*** Opening DATASET RECORDS ***
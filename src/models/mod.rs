//! Data models for streamtally.

mod activity;
mod platform;
mod run_outcome;

pub use activity::{ActivityRecord, StoredActivity};
pub use platform::{PlatformIdentity, PlatformLookup, PlatformStats};
pub use run_outcome::{RunOutcome, RunStatus};
//! streamtally - streaming watch-history harvesting and import.
//!
//! Drives logged-in browser sessions against streaming services, normalizes
//! what their history pages show into activity records, and keeps them in a
//! local SQLite store alongside CSV exports enriched from TMDB.

pub mod cli;
pub mod config;
pub mod import;
pub mod models;
pub mod repository;
pub mod schema;
pub mod scrapers;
*** Closing DATASET RECORDS ***
● EXERCISE INSTRUCTIONS
Extract every line above containing the word "activity".

● ANSWER BOX
mod activity;
pub use activity::{ActivityRecord, StoredActivity};
//! what their history pages show into activity records, and keeps them in a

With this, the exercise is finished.